Governor of South Sumatra acting
- In office 21 September 2018 – 1 October 2018
- President: Joko Widodo
- Preceded by: Alex Noerdin
- Succeeded by: Herman Deru

Governor of Central Kalimantan acting
- In office 5 August 2015 – 25 May 2016
- President: Joko Widodo
- Preceded by: Agustin Teras Narang
- Succeeded by: Sugianto Sabran

Personal details
- Born: 3 April 1960 (age 66) Klaten, Central Java, Indonesia
- Alma mater: Diponegoro University Islamic University of Indonesia
- Occupation: Government employee

= Hadi Prabowo =

Indonesian politician

Hadi Prabowo, better known by his initials HP (born 3 April 1960) is an Indonesian politician and government employee, who is serving as the current Chancellor of the Institute for Home Affairs since 2020. Previously, he served as Secretary General of the Ministry of Home Affairs.
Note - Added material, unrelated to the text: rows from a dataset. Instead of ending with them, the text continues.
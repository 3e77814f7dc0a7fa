//! Chart generation for the cleaned dataset.
//!
//! Three PNG charts are produced:
//! - a line chart of the rolling sentiment average against the record index
//! - a bar chart of the mean satisfaction per brand
//! - a pie chart of the review category proportions

mod data;
mod render;

pub use data::{CategoryShare, ChartData};

use crate::error::{Result, ReviewError};
use std::path::PathBuf;
use tracing::{debug, info, warn};

/// File name of the rolling average line chart.
pub const TREND_CHART_FILE: &str = "sentiment_trend.png";
/// File name of the per-brand bar chart.
pub const BRAND_CHART_FILE: &str = "brand_sentiment.png";
/// File name of the review category pie chart.
pub const DISTRIBUTION_CHART_FILE: &str = "review_distribution.png";

/// Outcome of rendering every chart.
#[derive(Debug, Default)]
pub struct ChartOutput {
    /// Charts written to disk.
    pub written: Vec<PathBuf>,
    /// Charts that were skipped or failed, with the reason.
    pub warnings: Vec<String>,
}

/// Renders the chart set into an output directory.
pub struct ChartRenderer {
    output_dir: PathBuf,
}

impl ChartRenderer {
    pub fn new(output_dir: impl Into<PathBuf>) -> Self {
        Self {
            output_dir: output_dir.into(),
        }
    }

    /// Render all three charts.
    ///
    /// A failing chart does not stop the others; failures are collected as
    /// warnings in the returned [`ChartOutput`].
    pub fn render_all(&self, data: &ChartData, record_count: usize) -> ChartOutput {
        let mut output = ChartOutput::default();

        let trend = self.render_trend(data, record_count);
        Self::collect(&mut output, trend);

        match &data.brand_averages {
            Some(averages) => {
                let brands = self.render_brands(averages);
                Self::collect(&mut output, brands);
            }
            None => {
                let message = "No 'Brand' column, brand chart skipped".to_string();
                warn!("{}", message);
                output.warnings.push(message);
            }
        }

        let distribution = self.render_distribution(data);
        Self::collect(&mut output, distribution);

        info!("Rendered {} charts", output.written.len());
        output
    }

    pub fn render_trend(&self, data: &ChartData, record_count: usize) -> Result<PathBuf> {
        let path = self.output_dir.join(TREND_CHART_FILE);
        render::draw_sentiment_trend(data, record_count, &path)
            .map_err(|e| chart_error(TREND_CHART_FILE, e))?;
        Ok(path)
    }

    pub fn render_brands(&self, averages: &[(String, f64)]) -> Result<PathBuf> {
        let path = self.output_dir.join(BRAND_CHART_FILE);
        render::draw_brand_sentiment(averages, &path)
            .map_err(|e| chart_error(BRAND_CHART_FILE, e))?;
        Ok(path)
    }

    pub fn render_distribution(&self, data: &ChartData) -> Result<PathBuf> {
        let path = self.output_dir.join(DISTRIBUTION_CHART_FILE);
        render::draw_review_distribution(&data.review_distribution, &path)
            .map_err(|e| chart_error(DISTRIBUTION_CHART_FILE, e))?;
        Ok(path)
    }

    fn collect(output: &mut ChartOutput, result: Result<PathBuf>) {
        match result {
            Ok(path) => {
                debug!("Chart written: {}", path.display());
                output.written.push(path);
            }
            Err(e) => {
                warn!("{}", e);
                output.warnings.push(e.to_string());
            }
        }
    }
}

fn chart_error(chart: &str, e: Box<dyn std::error::Error>) -> ReviewError {
    ReviewError::Chart {
        chart: chart.to_string(),
        reason: e.to_string(),
    }
}
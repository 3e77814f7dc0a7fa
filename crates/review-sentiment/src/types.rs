use polars::prelude::DataFrame;
use serde::{Deserialize, Serialize};

/// Column holding the reviewer's age.
pub const AGE_COLUMN: &str = "Age";
/// Column holding the satisfaction score (0-100).
pub const SATISFACTION_COLUMN: &str = "Satisfaction_Percentage";
/// Column holding the review category.
pub const REVIEWS_COLUMN: &str = "Product_Reviews";
/// Column identifying the reviewer.
pub const NAME_COLUMN: &str = "Name";
/// Optional column holding the reviewed brand.
pub const BRAND_COLUMN: &str = "Brand";
/// Derived column with the trailing mean of satisfaction.
pub const ROLLING_AVERAGE_COLUMN: &str = "Sentiment_Rolling_Average";

/// One row of the dataset, rendered as text for reporting.
#[derive(Debug, Clone, PartialEq, Serialize, Deserialize)]
pub struct ReviewRecord {
    /// Position of the record in the cleaned dataset.
    pub index: usize,
    /// `Satisfaction_Percentage` of the record.
    pub satisfaction: f64,
    /// Every column of the record as `(column, value)` in dataset order.
    pub fields: Vec<(String, String)>,
}

impl ReviewRecord {
    /// Look up a field by column name.
    pub fn get(&self, column: &str) -> Option<&str> {
        self.fields
            .iter()
            .find(|(name, _)| name == column)
            .map(|(_, value)| value.as_str())
    }

    /// The reviewer's name, or an empty string if the column is absent.
    pub fn name(&self) -> &str {
        self.get(NAME_COLUMN).unwrap_or_default()
    }
}

#[derive(Debug, Clone, Copy, PartialEq, Serialize, Deserialize)]
pub struct SentimentStatistics {
    pub mean: f64,
    pub median: f64,
    /// Sample standard deviation (n - 1 denominator). `None` for a single record.
    pub standard_deviation: Option<f64>,
    pub count: usize,
}

#[derive(Debug, Clone, PartialEq, Serialize, Deserialize)]
pub struct ExtremeRecords {
    pub most_positive: ReviewRecord,
    pub most_negative: ReviewRecord,
}

#[derive(Debug, Clone, PartialEq, Serialize, Deserialize)]
pub struct BrandMean {
    pub brand: String,
    pub mean_satisfaction: f64,
    pub record_count: usize,
}

/// Outcome of the brand correlation step.
#[derive(Debug, Clone, PartialEq, Serialize, Deserialize)]
#[serde(tag = "kind", rename_all = "snake_case")]
pub enum BrandCorrelation {
    /// Correlation is undefined (no `Brand` column, or fewer than two brands).
    NotApplicable { reason: String },
    /// Exactly two brands: a single coefficient.
    Scalar {
        brand_means: Vec<BrandMean>,
        brands: (String, String),
        coefficient: Option<f64>,
        /// Records paired by position; the longer brand is cut to this length.
        paired_records: usize,
    },
    /// Three or more brands: a symmetric matrix ordered like `brands`.
    Matrix {
        brand_means: Vec<BrandMean>,
        brands: Vec<String>,
        coefficients: Vec<Vec<Option<f64>>>,
    },
}

impl BrandCorrelation {
    pub fn is_applicable(&self) -> bool {
        !matches!(self, Self::NotApplicable { .. })
    }

    /// Per-brand means, empty when not applicable.
    pub fn brand_means(&self) -> &[BrandMean] {
        match self {
            Self::NotApplicable { .. } => &[],
            Self::Scalar { brand_means, .. } | Self::Matrix { brand_means, .. } => brand_means,
        }
    }
}

#[derive(Debug, Clone, PartialEq, Serialize, Deserialize)]
pub struct ImputationRecord {
    pub column: String,
    pub filled: usize,
    pub value: String,
}

/// Summary of what the cleaning stages did to the dataset.
#[derive(Debug, Clone, Default, PartialEq, Serialize, Deserialize)]
pub struct ProcessingSummary {
    pub rows_before: usize,
    pub rows_after: usize,
    pub rows_removed: usize,
    pub columns: Vec<String>,
    pub renamed_columns: Vec<(String, String)>,
    pub values_clamped: usize,
    pub imputations: Vec<ImputationRecord>,
    pub rolling_window: usize,
    pub warnings: Vec<String>,
    pub duration_ms: u64,
}

impl ProcessingSummary {
    pub fn new() -> Self {
        Self::default()
    }

    pub fn add_warning(&mut self, warning: impl Into<String>) {
        self.warnings.push(warning.into());
    }

    pub fn add_imputation(&mut self, column: &str, filled: usize, value: impl Into<String>) {
        if filled > 0 {
            self.imputations.push(ImputationRecord {
                column: column.to_string(),
                filled,
                value: value.into(),
            });
        }
    }

    /// Total number of cells filled across all columns.
    pub fn total_imputed(&self) -> usize {
        self.imputations.iter().map(|i| i.filled).sum()
    }
}

/// Everything the pipeline produces for downstream consumers.
#[derive(Debug, Clone)]
pub struct PipelineResult {
    /// The cleaned dataset, including `Sentiment_Rolling_Average`.
    pub data: DataFrame,
    /// `None` when no record has a satisfaction value.
    pub statistics: Option<SentimentStatistics>,
    /// `None` when no record has a satisfaction value.
    pub extremes: Option<ExtremeRecords>,
    pub correlation: BrandCorrelation,
    pub summary: ProcessingSummary,
}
In the 2013 Central Java gubernatorial election, Hadi ran as a candidate for governor who was promoted by a coalition of parties including the PKS, Gerindra, PKB, PPP, Hanura, and PKNU, and was paired with Don Murdono, the regent of Sumedang. However he lost the election, coming in third, behind Ganjar Pranowo and the then incumbent governor Bibit Waluyo.